Directions for this task >>
Your response should match the records line for line.
Data excerpts Start Marker
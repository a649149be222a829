//! Per-user resource quotas.
//!
//! Each user carries two windowed counters in the KV store: threads in use
//! and jobs started. The window is TTL-based; when the keys expire the
//! user's quota resets.

use std::sync::Arc;
use std::time::Duration;

use tracing::{debug, warn};

use crate::cache::{KvStore, keys};
use crate::config::UserResourceLimitConfig;
use crate::Result;

/// A user's current quota consumption.
#[derive(Debug, Clone, Copy, Default, PartialEq, Eq)]
pub struct UserUsage {
    pub threads_in_use: i64,
    pub jobs_started_in_window: i64,
}

/// Maintains the per-user quota counters.
pub struct UserResourceLimiter {
    kv: Arc<dyn KvStore>,
    config: UserResourceLimitConfig,
}

impl UserResourceLimiter {
    pub fn new(kv: Arc<dyn KvStore>, config: UserResourceLimitConfig) -> Self {
        Self { kv, config }
    }

    fn window(&self) -> Duration {
        Duration::from_secs(self.config.time_window_secs)
    }

    /// Read a user's current usage. Missing keys read as zero.
    pub async fn usage(&self, user_id: &str) -> Result<UserUsage> {
        let threads_in_use = self
            .read_counter(&keys::user_threads(user_id))
            .await?;
        let jobs_started_in_window = self.read_counter(&keys::user_jobs(user_id)).await?;
        Ok(UserUsage {
            threads_in_use,
            jobs_started_in_window,
        })
    }

    async fn read_counter(&self, key: &str) -> Result<i64> {
        let value = match self.kv.get(key).await? {
            Some(raw) => raw.parse::<i64>().unwrap_or_else(|_| {
                warn!("Invalid counter value under {key}: {raw}");
                0
            }),
            None => 0,
        };
        Ok(value.max(0))
    }

    /// Charge a dispatched job against its user: thread credit plus one job
    /// slot, both with the window TTL re-armed.
    pub async fn record_start(&self, user_id: Option<&str>, threads: u32) -> Result<()> {
        let Some(user_id) = user_id else {
            return Ok(());
        };

        let thread_key = keys::user_threads(user_id);
        self.kv.incr_by(&thread_key, threads as i64).await?;
        self.kv.expire(&thread_key, self.window()).await?;

        let job_key = keys::user_jobs(user_id);
        self.kv.incr_by(&job_key, 1).await?;
        self.kv.expire(&job_key, self.window()).await?;

        debug!(user_id, threads, "Recorded user resource usage");
        Ok(())
    }

    /// Return a completed job's thread credit. The job counter is never
    /// decremented; it only resets with the window.
    pub async fn release(&self, user_id: Option<&str>, threads: u32) -> Result<()> {
        let Some(user_id) = user_id else {
            return Ok(());
        };

        let thread_key = keys::user_threads(user_id);
        let remaining = self.kv.decr_by(&thread_key, threads as i64).await?;
        if remaining < 0 {
            warn!(
                user_id,
                remaining, "User thread counter went negative; clamping to zero"
            );
            self.kv.set_with_ttl(&thread_key, "0", self.window()).await?;
        }

        debug!(user_id, threads, "Released user resources");
        Ok(())
    }
}

#[cfg(test)]
mod tests {
    use super::*;
    use crate::cache::MemoryKvStore;

    fn limiter() -> UserResourceLimiter {
        UserResourceLimiter::new(
            Arc::new(MemoryKvStore::new()),
            UserResourceLimitConfig::default(),
        )
    }

    #[tokio::test]
    async fn test_usage_starts_at_zero() {
        let usage = limiter().usage("u1").await.unwrap();
        assert_eq!(usage, UserUsage::default());
    }

    #[tokio::test]
    async fn test_record_and_release() {
        let limiter = limiter();
        limiter.record_start(Some("u1"), 3).await.unwrap();
        limiter.record_start(Some("u1"), 2).await.unwrap();

        let usage = limiter.usage("u1").await.unwrap();
        assert_eq!(usage.threads_in_use, 5);
        assert_eq!(usage.jobs_started_in_window, 2);

        limiter.release(Some("u1"), 3).await.unwrap();
        let usage = limiter.usage("u1").await.unwrap();
        assert_eq!(usage.threads_in_use, 2);
        // Job count only resets with the window.
        assert_eq!(usage.jobs_started_in_window, 2);
    }

    #[tokio::test]
    async fn test_release_clamps_at_zero() {
        let limiter = limiter();
        limiter.record_start(Some("u1"), 1).await.unwrap();
        limiter.release(Some("u1"), 5).await.unwrap();

        let usage = limiter.usage("u1").await.unwrap();
        assert_eq!(usage.threads_in_use, 0);
    }

    #[tokio::test]
    async fn test_anonymous_user_untracked() {
        let limiter = limiter();
        limiter.record_start(None, 5).await.unwrap();
        limiter.release(None, 5).await.unwrap();
    }

    #[tokio::test]
    async fn test_window_expiry_resets_quota() {
        let limiter = UserResourceLimiter::new(
            Arc::new(MemoryKvStore::new()),
            UserResourceLimitConfig {
                time_window_secs: 0,
                ..UserResourceLimitConfig::default()
            },
        );
        limiter.record_start(Some("u1"), 5).await.unwrap();
        tokio::time::sleep(Duration::from_millis(20)).await;

        let usage = limiter.usage("u1").await.unwrap();
        assert_eq!(usage, UserUsage::default());
    }
}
Data excerpts End Marker
Your solution >>
repository a649149be222a829
//! Per-user resource quotas.
//!
//! Each user carries two windowed counters in the KV store: threads in use
//! and jobs started. The window is TTL-based; when the keys expire the
//! user's quota resets.

use std::sync::Arc;
use std::time::Duration;

use tracing::{debug, warn};

use crate::cache::{KvStore, keys};
use crate::config::UserResourceLimitConfig;
use crate::Result;

/// A user's current quota consumption.
#[derive(Debug, Clone, Copy, Default, PartialEq, Eq)]
pub struct UserUsage {
    pub threads_in_use: i64,
    pub jobs_started_in_window: i64,
}

/// Maintains the per-user quota counters.
pub struct UserResourceLimiter {
    kv: Arc<dyn KvStore>,
    config: UserResourceLimitConfig,
}

impl UserResourceLimiter {
    pub fn new(kv: Arc<dyn KvStore>, config: UserResourceLimitConfig) -> Self {
        Self { kv, config }
    }

    fn window(&self) -> Duration {
        Duration::from_secs(self.config.time_window_secs)
    }

    /// Read a user's current usage. Missing keys read as zero.
    pub async fn usage(&self, user_id: &str) -> Result<UserUsage> {
        let threads_in_use = self
            .read_counter(&keys::user_threads(user_id))
            .await?;
        let jobs_started_in_window = self.read_counter(&keys::user_jobs(user_id)).await?;
        Ok(UserUsage {
            threads_in_use,
            jobs_started_in_window,
        })
    }

    async fn read_counter(&self, key: &str) -> Result<i64> {
        let value = match self.kv.get(key).await? {
            Some(raw) => raw.parse::<i64>().unwrap_or_else(|_| {
                warn!("Invalid counter value under {key}: {raw}");
                0
            }),
            None => 0,
        };
        Ok(value.max(0))
    }

    /// Charge a dispatched job against its user: thread credit plus one job
    /// slot, both with the window TTL re-armed.
    pub async fn record_start(&self, user_id: Option<&str>, threads: u32) -> Result<()> {
        let Some(user_id) = user_id else {
            return Ok(());
        };

        let thread_key = keys::user_threads(user_id);
        self.kv.incr_by(&thread_key, threads as i64).await?;
        self.kv.expire(&thread_key, self.window()).await?;

        let job_key = keys::user_jobs(user_id);
        self.kv.incr_by(&job_key, 1).await?;
        self.kv.expire(&job_key, self.window()).await?;

        debug!(user_id, threads, "Recorded user resource usage");
        Ok(())
    }

    /// Return a completed job's thread credit. The job counter is never
    /// decremented; it only resets with the window.
    pub async fn release(&self, user_id: Option<&str>, threads: u32) -> Result<()> {
        let Some(user_id) = user_id else {
            return Ok(());
        };

        let thread_key = keys::user_threads(user_id);
        let remaining = self.kv.decr_by(&thread_key, threads as i64).await?;
        if remaining < 0 {
            warn!(
                user_id,
                remaining, "User thread counter went negative; clamping to zero"
            );
            self.kv.set_with_ttl(&thread_key, "0", self.window()).await?;
        }

        debug!(user_id, threads, "Released user resources");
        Ok(())
    }
}

#[cfg(test)]
mod tests {
    use super::*;
    use crate::cache::MemoryKvStore;

    fn limiter() -> UserResourceLimiter {
        UserResourceLimiter::new(
            Arc::new(MemoryKvStore::new()),
            UserResourceLimitConfig::default(),
        )
    }

    #[tokio::test]
    async fn test_usage_starts_at_zero() {
        let usage = limiter().usage("u1").await.unwrap();
        assert_eq!(usage, UserUsage::default());
    }

    #[tokio::test]
    async fn test_record_and_release() {
        let limiter = limiter();
        limiter.record_start(Some("u1"), 3).await.unwrap();
        limiter.record_start(Some("u1"), 2).await.unwrap();

        let usage = limiter.usage("u1").await.unwrap();
        assert_eq!(usage.threads_in_use, 5);
        assert_eq!(usage.jobs_started_in_window, 2);

        limiter.release(Some("u1"), 3).await.unwrap();
        let usage = limiter.usage("u1").await.unwrap();
        assert_eq!(usage.threads_in_use, 2);
        // Job count only resets with the window.
        assert_eq!(usage.jobs_started_in_window, 2);
    }

    #[tokio::test]
    async fn test_release_clamps_at_zero() {
        let limiter = limiter();
        limiter.record_start(Some("u1"), 1).await.unwrap();
        limiter.release(Some("u1"), 5).await.unwrap();

        let usage = limiter.usage("u1").await.unwrap();
        assert_eq!(usage.threads_in_use, 0);
    }

    #[tokio::test]
    async fn test_anonymous_user_untracked() {
        let limiter = limiter();
        limiter.record_start(None, 5).await.unwrap();
        limiter.release(None, 5).await.unwrap();
    }

    #[tokio::test]
    async fn test_window_expiry_resets_quota() {
        let limiter = UserResourceLimiter::new(
            Arc::new(MemoryKvStore::new()),
            UserResourceLimitConfig {
                time_window_secs: 0,
                ..UserResourceLimitConfig::default()
            },
        );
        limiter.record_start(Some("u1"), 5).await.unwrap();
        tokio::time::sleep(Duration::from_millis(20)).await;

        let usage = limiter.usage("u1").await.unwrap();
        assert_eq!(usage, UserUsage::default());
    }
}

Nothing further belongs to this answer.